I closed the door once on my critter nation which has the same design and one of my rats got her head stuck in the exact same spot. It was only for 1 second because I saw it immediately and opened the door, but any longer and I think it definitely would have killed her, she was staggering around for a couple minutes afterward and I thought she wouldn't make it because she was so out of it and disoriented.  Also as nice as the big doors are on the critter nation, it's so easy to crush fingers and tails in it by mistake. I have to be so careful when all the rats are clamoring to come out of the cage at once and I'm trying to close it.


----------



## CorbinDallasMyMan (Feb 24, 2017)

Coffeebean said:


> I have to be so careful when all the rats are clamoring to come out of the cage at once and I'm trying to close it.

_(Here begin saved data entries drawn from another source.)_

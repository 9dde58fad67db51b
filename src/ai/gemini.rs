use crate::error::{PerfRecapError, Result};
use reqwest::Client;
use serde::{Deserialize, Serialize};
use std::time::Duration;

const GEMINI_API_BASE: &str = "https://generativelanguage.googleapis.com/v1beta/models";
const DEFAULT_MODEL: &str = "gemini-3-flash-preview";

/// Gemini generateContent API client
pub struct GeminiClient {
    api_key: String,
    client: Client,
    model: String,
}

impl GeminiClient {
    /// Create a new Gemini API client
    pub fn new(api_key: String) -> Result<Self> {
        let client = Client::builder()
            .timeout(Duration::from_secs(120))
            .build()?;

        Ok(Self {
            api_key,
            client,
            model: DEFAULT_MODEL.to_string(),
        })
    }

    /// Set the model to use
    pub fn with_model(mut self, model: String) -> Self {
        self.model = model;
        self
    }

    /// Generate a single text completion from a prompt.
    ///
    /// One request, one response; no streaming. An empty completion is
    /// treated as an API error.
    pub async fn generate(&self, prompt: String) -> Result<String> {
        let request = GeminiRequest {
            contents: vec![Content {
                parts: vec![Part { text: prompt }],
            }],
        };

        let url = format!("{}/{}:generateContent", GEMINI_API_BASE, self.model);

        tracing::debug!(model = %self.model, "requesting Gemini completion");

        let response = self
            .client
            .post(&url)
            .header("x-goog-api-key", &self.api_key)
            .header("content-type", "application/json")
            .json(&request)
            .send()
            .await?;

        if !response.status().is_success() {
            let status = response.status();
            let error_text = response
                .text()
                .await
                .unwrap_or_else(|_| "Unknown error".to_string());
            return Err(PerfRecapError::gemini_api(format!(
                "request failed with status {}: {}",
                status, error_text
            )));
        }

        let gemini_response: GeminiResponse = response.json().await?;
        extract_text(gemini_response)
    }
}

/// Pull the text out of the first candidate, concatenating its parts
fn extract_text(response: GeminiResponse) -> Result<String> {
    let candidate = response
        .candidates
        .into_iter()
        .next()
        .ok_or_else(|| PerfRecapError::gemini_api("no candidates in response"))?;

    let text: String = candidate
        .content
        .parts
        .into_iter()
        .map(|part| part.text)
        .collect();

    if text.is_empty() {
        return Err(PerfRecapError::gemini_api("empty completion in response"));
    }

    Ok(text)
}

#[derive(Debug, Serialize)]
struct GeminiRequest {
    contents: Vec<Content>,
}

#[derive(Debug, Serialize)]
struct Content {
    parts: Vec<Part>,
}

#[derive(Debug, Serialize)]
struct Part {
    text: String,
}

#[derive(Debug, Deserialize)]
struct GeminiResponse {
    #[serde(default)]
    candidates: Vec<Candidate>,
}

#[derive(Debug, Deserialize)]
struct Candidate {
    content: CandidateContent,
}

#[derive(Debug, Deserialize)]
struct CandidateContent {
    #[serde(default)]
    parts: Vec<ResponsePart>,
}

#[derive(Debug, Deserialize)]
struct ResponsePart {
    #[serde(default)]
    text: String,
}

That's the hard part. If you have a couple rats, it's not such a big deal but if you have five or six (or more) noses all going in different directions, it's next to impossible to mind all their noses and toeses.


----------



## Vampiric Conure (Aug 17, 2018)

My worst accessory was home made. To hang up things in the cage, I was using bent Paper clips, as per suggested to me by a rat group. The darn thing ended up poking a hole in my poor rat's side and she formed a huge huge HUGE abscess. Required a vet visit. I now use shower curtain hooks. Much safer


----------



## Zindi (Jan 6, 2017)

I just hate long fabric tubes, they are impossible to wash properly, especially if they have a small diameter, i just gave up on them and use different accesories. Also, i have a Savic Royal Suite 95 and a few times my rats' paws got caught, there's this metal rim on the cage and when a close the door the bar right next to it can catch a rat's paws if they are resting it on the rim, fortunately after 1 or 2 incidents they learned that if i click the door handle thingies they have to take their pawws off of it.


----------